Despite advances in printing and manufacture and the never-diminishing popularity of games, playing-card manufacture remains a highly specialized and competitive market. In the 20th century many traditional suppliers went out of business or were absorbed into larger companies.
Card design
International deck
The most successful and universally recognized deck of cards is that based on a complement of 52, divided into four suits, each containing 13 ranks, so that each card is uniquely identifiable by suit and rank.
Suits
The suitmarks of the international, or standard, deck indicate two black and two red suits—namely spades, clubs, hearts, and diamonds. The word spade probably represents the Old Spanish spado (“sword”), while club is a direct translation of basto, implying that Spanish suits were used in England before the French ones were invented (about 1490).
Ranks
Ranks are indicated by numerals from 1 to 10 on “spot cards.” In addition, three court cards designated jack (formerly knave), queen, and king are notionally equivalent to 11, 12, and 13, respectively, though actually marked J, Q, and K.
In most Western card games, the numeral 1 is designated ace and marked A accordingly.
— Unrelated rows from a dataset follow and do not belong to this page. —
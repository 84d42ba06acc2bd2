//! The event stream a provider returns.
//!
//! A [`ChatStream`] is read once, front to back. There is no rewind:
//! after the last item (or after dropping it) the response is gone and
//! only a new request can reproduce it. The extractor relies on this by
//! taking the stream by value and reading one item at a time.
//!
//! Function calls are spread over several events that share an
//! `index`: one [`ToolCallStart`](StreamEvent::ToolCallStart), any
//! number of [`ToolCallDelta`](StreamEvent::ToolCallDelta) argument
//! fragments, and usually a closing
//! [`ToolCallComplete`](StreamEvent::ToolCallComplete).

use std::pin::Pin;

use futures::Stream;
use serde::{Deserialize, Serialize};

use crate::chat::{StopReason, ToolCall};
use crate::error::LlmError;
use crate::usage::Usage;

/// Single-pass response stream. Errors may appear at any position.
pub type ChatStream = Pin<Box<dyn Stream<Item = Result<StreamEvent, LlmError>> + Send>>;

/// One decoded unit of a streaming response.
#[derive(Debug, Clone, PartialEq, Serialize, Deserialize)]
#[non_exhaustive]
pub enum StreamEvent {
    /// Assistant text.
    TextDelta(String),
    /// A function call begins.
    ToolCallStart {
        /// Position of the call within the response.
        index: u32,
        /// Call id chosen by the provider.
        id: String,
        /// Function name.
        name: String,
    },
    /// Raw argument text for the call at `index`, to be appended to
    /// what came before.
    ToolCallDelta {
        /// Position of the call within the response.
        index: u32,
        /// Argument fragment; usually not valid JSON on its own.
        json_chunk: String,
    },
    /// The provider's final view of the call at `index`.
    ToolCallComplete {
        /// Position of the call within the response.
        index: u32,
        /// Id, name and fully parsed arguments.
        call: ToolCall,
    },
    /// Token accounting.
    Usage(Usage),
    /// Generation ended.
    Done {
        /// Reason reported by the provider.
        stop_reason: StopReason,
    },
}

impl StreamEvent {
    /// The function-call index this event belongs to, if any.
    pub fn call_index(&self) -> Option<u32> {
        match self {
            Self::ToolCallStart { index, .. }
            | Self::ToolCallDelta { index, .. }
            | Self::ToolCallComplete { index, .. } => Some(*index),
            _ => None,
        }
    }
}

#[cfg(test)]
mod tests {
    use super::*;
    use futures::StreamExt;

    #[test]
    fn test_call_index() {
        let delta = StreamEvent::ToolCallDelta {
            index: 2,
            json_chunk: "{\"ci".into(),
        };
        assert_eq!(delta.call_index(), Some(2));
        assert_eq!(StreamEvent::TextDelta("hi".into()).call_index(), None);
        assert_eq!(
            StreamEvent::Done {
                stop_reason: StopReason::ToolUse
            }
            .call_index(),
            None
        );
    }

    #[tokio::test]
    async fn test_stream_is_exhausted_after_one_read() {
        let mut stream: ChatStream = Box::pin(futures::stream::iter(vec![
            Ok(StreamEvent::ToolCallStart {
                index: 0,
                id: "c1".into(),
                name: "extract".into(),
            }),
            Ok(StreamEvent::ToolCallDelta {
                index: 0,
                json_chunk: "{}".into(),
            }),
        ]));
        let read: Vec<_> = stream.by_ref().collect().await;
        assert_eq!(read.len(), 2);
        assert!(stream.next().await.is_none());
    }

    #[tokio::test]
    async fn test_error_item_does_not_end_stream_type() {
        let stream: ChatStream = Box::pin(futures::stream::iter(vec![
            Err(LlmError::Timeout { elapsed_ms: 30 }),
            Ok(StreamEvent::TextDelta("late".into())),
        ]));
        let items: Vec<_> = stream.collect().await;
        assert!(items[0].is_err());
        assert!(items[1].is_ok());
    }

    #[test]
    fn test_events_serialize() {
        let event = StreamEvent::ToolCallDelta {
            index: 0,
            json_chunk: "{\"city\":".into(),
        };
        let json = serde_json::to_value(&event).unwrap();
        assert_eq!(json["ToolCallDelta"]["json_chunk"], "{\"city\":");
    }
}
//! The seam between the extractor and an LLM backend.
//!
//! A backend implements [`Provider`]: open one streaming response for a
//! [`ChatParams`], and describe itself. The extractor stores backends as
//! `Arc<dyn DynProvider>`; every `Provider` is a `DynProvider` through a
//! blanket impl, so implementors never write the boxed version.
//!
//! Extraction needs exactly one kind of request, so there is no
//! non-streaming method.

use std::borrow::Cow;
use std::collections::{HashMap, HashSet};
use std::future::Future;
use std::pin::Pin;
use std::time::Duration;

use serde::{Deserialize, Serialize};
use serde_json::Value;

use crate::chat::ChatMessage;
use crate::error::LlmError;
use crate::schema::JsonSchema;
use crate::stream::ChatStream;

/// A backend that can stream a chat completion.
///
/// Written with async fn in traits and therefore not object safe; use
/// [`DynProvider`] behind a pointer.
pub trait Provider: Send + Sync {
    /// Opens the response stream for `params`.
    ///
    /// An `Err` here means nothing was streamed: the request could not
    /// be sent or was refused. Failures after that point are `Err`
    /// items of the returned stream.
    fn stream(
        &self,
        params: &ChatParams,
    ) -> impl Future<Output = Result<ChatStream, LlmError>> + Send;

    /// Describes this backend.
    fn metadata(&self) -> ProviderMetadata;
}

/// Object-safe form of [`Provider`], implemented for every provider.
///
/// ```rust,no_run
/// use std::sync::Arc;
/// use llm_extract::provider::{Capability, DynProvider};
///
/// fn can_extract(provider: &Arc<dyn DynProvider>) -> bool {
///     provider.metadata().supports(Capability::Tools)
/// }
/// ```
pub trait DynProvider: Send + Sync {
    /// [`Provider::stream`] with a boxed future.
    fn stream_boxed<'a>(
        &'a self,
        params: &'a ChatParams,
    ) -> Pin<Box<dyn Future<Output = Result<ChatStream, LlmError>> + Send + 'a>>;

    /// [`Provider::metadata`].
    fn metadata(&self) -> ProviderMetadata;
}

impl<P: Provider> DynProvider for P {
    fn stream_boxed<'a>(
        &'a self,
        params: &'a ChatParams,
    ) -> Pin<Box<dyn Future<Output = Result<ChatStream, LlmError>> + Send + 'a>> {
        Box::pin(Provider::stream(self, params))
    }

    fn metadata(&self) -> ProviderMetadata {
        Provider::metadata(self)
    }
}

/// Identity and features of a provider instance.
#[derive(Debug, Clone, PartialEq, Eq, Serialize, Deserialize)]
pub struct ProviderMetadata {
    /// Backend name, e.g. `"openai"`.
    pub name: Cow<'static, str>,
    /// Model the requests go to.
    pub model: String,
    /// What the backend can do.
    pub capabilities: HashSet<Capability>,
}

impl ProviderMetadata {
    /// Whether `capability` is advertised.
    pub fn supports(&self, capability: Capability) -> bool {
        self.capabilities.contains(&capability)
    }
}

/// An optional backend feature.
#[derive(Debug, Clone, Copy, PartialEq, Eq, Hash, Serialize, Deserialize)]
#[non_exhaustive]
pub enum Capability {
    /// Function calling, which extraction depends on.
    Tools,
    /// Hidden reasoning before the answer.
    Reasoning,
}

/// One streaming request.
///
/// Serializable for logging and replay; the transport-only fields
/// [`timeout`](Self::timeout) and [`extra_headers`](Self::extra_headers)
/// are left out.
///
/// ```rust
/// use llm_extract::{ChatMessage, ChatParams, ToolChoice};
///
/// let params = ChatParams {
///     messages: vec![ChatMessage::user("Ship it to Oslo")],
///     tool_choice: Some(ToolChoice::Specific("extract".into())),
///     ..Default::default()
/// };
/// assert!(params.tool("extract").is_none());
/// ```
#[derive(Debug, Clone, PartialEq, Default, Serialize, Deserialize)]
pub struct ChatParams {
    /// Prompt messages, oldest first.
    pub messages: Vec<ChatMessage>,
    /// Functions the model may call.
    pub tools: Option<Vec<ToolDefinition>>,
    /// How the model must use `tools`. `None` leaves it to the provider.
    pub tool_choice: Option<ToolChoice>,
    /// Sampling temperature.
    pub temperature: Option<f32>,
    /// Cap on generated tokens.
    pub max_tokens: Option<u32>,
    /// Deadline for this request, overriding the provider default.
    #[serde(skip)]
    pub timeout: Option<Duration>,
    /// Headers added to this request.
    #[serde(skip)]
    pub extra_headers: Option<http::HeaderMap>,
    /// Request annotations such as the request type. Providers may log
    /// them; they are never sent to the model.
    pub metadata: HashMap<String, Value>,
}

impl ChatParams {
    /// The declared function named `name`.
    pub fn tool(&self, name: &str) -> Option<&ToolDefinition> {
        self.tools.as_deref()?.iter().find(|t| t.name == name)
    }
}

/// Constraint on the model's function use.
#[derive(Debug, Clone, PartialEq, Eq, Serialize, Deserialize)]
#[non_exhaustive]
pub enum ToolChoice {
    /// Call a function or answer in text, at the model's discretion.
    Auto,
    /// Call the named function and nothing else.
    Specific(String),
}

/// A function offered to the model.
#[derive(Debug, Clone, PartialEq, Serialize, Deserialize)]
pub struct ToolDefinition {
    /// Name the model calls it by.
    pub name: String,
    /// What the function is for, shown to the model.
    pub description: String,
    /// Schema of the arguments.
    pub parameters: JsonSchema,
}
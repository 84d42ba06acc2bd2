//! The two instruction messages every extraction sends.

use serde_json::Value;

/// Builds the context block: `data` followed by a blank line, then the
/// rendered readable context.
pub(crate) fn context_block(data: Option<&Value>, readable: Option<&str>) -> String {
    let mut context = String::new();
    match data.filter(|d| !is_blank(d)) {
        None => {}
        Some(Value::String(s)) => {
            context.push_str(s);
            context.push_str("\n\n");
        }
        Some(other) => {
            context.push_str(&other.to_string());
            context.push_str("\n\n");
        }
    }
    if let Some(readable) = readable {
        context.push_str(readable);
    }
    context
}

/// `null`, `false`, zero and `""` contribute nothing to the context.
/// Empty arrays and objects are still rendered.
fn is_blank(data: &Value) -> bool {
    match data {
        Value::Null | Value::Bool(false) => true,
        Value::Number(n) => n.as_f64() == Some(0.0),
        Value::String(s) => s.is_empty(),
        _ => false,
    }
}

pub(crate) fn system_message(context: &str) -> String {
    format!(
        "
Please act as an efficient, competent, conscientious, and industrious professional assistant.

Help the user achieve their goals, and you do so in a way that is as efficient as possible, without unnecessary fluff, but also without sacrificing professionalism.
Always be polite and respectful, and prefer brevity over verbosity.

The user has provided you with the following context:
```
{context}
```

They have also provided you with a function called {action} you MUST call to initiate actions on their behalf.

Please assist them as best you can.

This is not a conversation, so please do not ask questions. Just call the function without saying anything else.
",
        action = super::EXTRACT_ACTION,
    )
}

pub(crate) fn instructions_message(instructions: &str) -> String {
    format!(
        "
The user has given you the following task to complete:

```
{instructions}
```

Any additional messages provided are for providing context only and should not be used to ask questions or engage in conversation.
"
    )
}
In games based on the superiority of one rank over another, such as most trick-taking games, the ace counts highest, outranking even the king. In games based on numerical value, the ace normally counts 1, as in cribbage, or 11, as an option in blackjack. In games based on arranging cards into ordered series, such as rummy, it may count either high or low or even both (as in a “round-the-corner” sequence such as Q-K-A-2-3).
Jokers
Standard decks normally contain two or more additional cards, designated jokers, each depicting a traditional court jester. Few games employ them, and those that do use them in different ways. In rummy games, such as canasta, they are “wild” and may be used to represent any desired “natural” card. The joker was originally invented (though not under that name) to serve as the highest trump in the game of euchre and is, in effect, a glorified jack. (It is not, as sometimes claimed, a descendant of the card designated the fool in tarot decks.)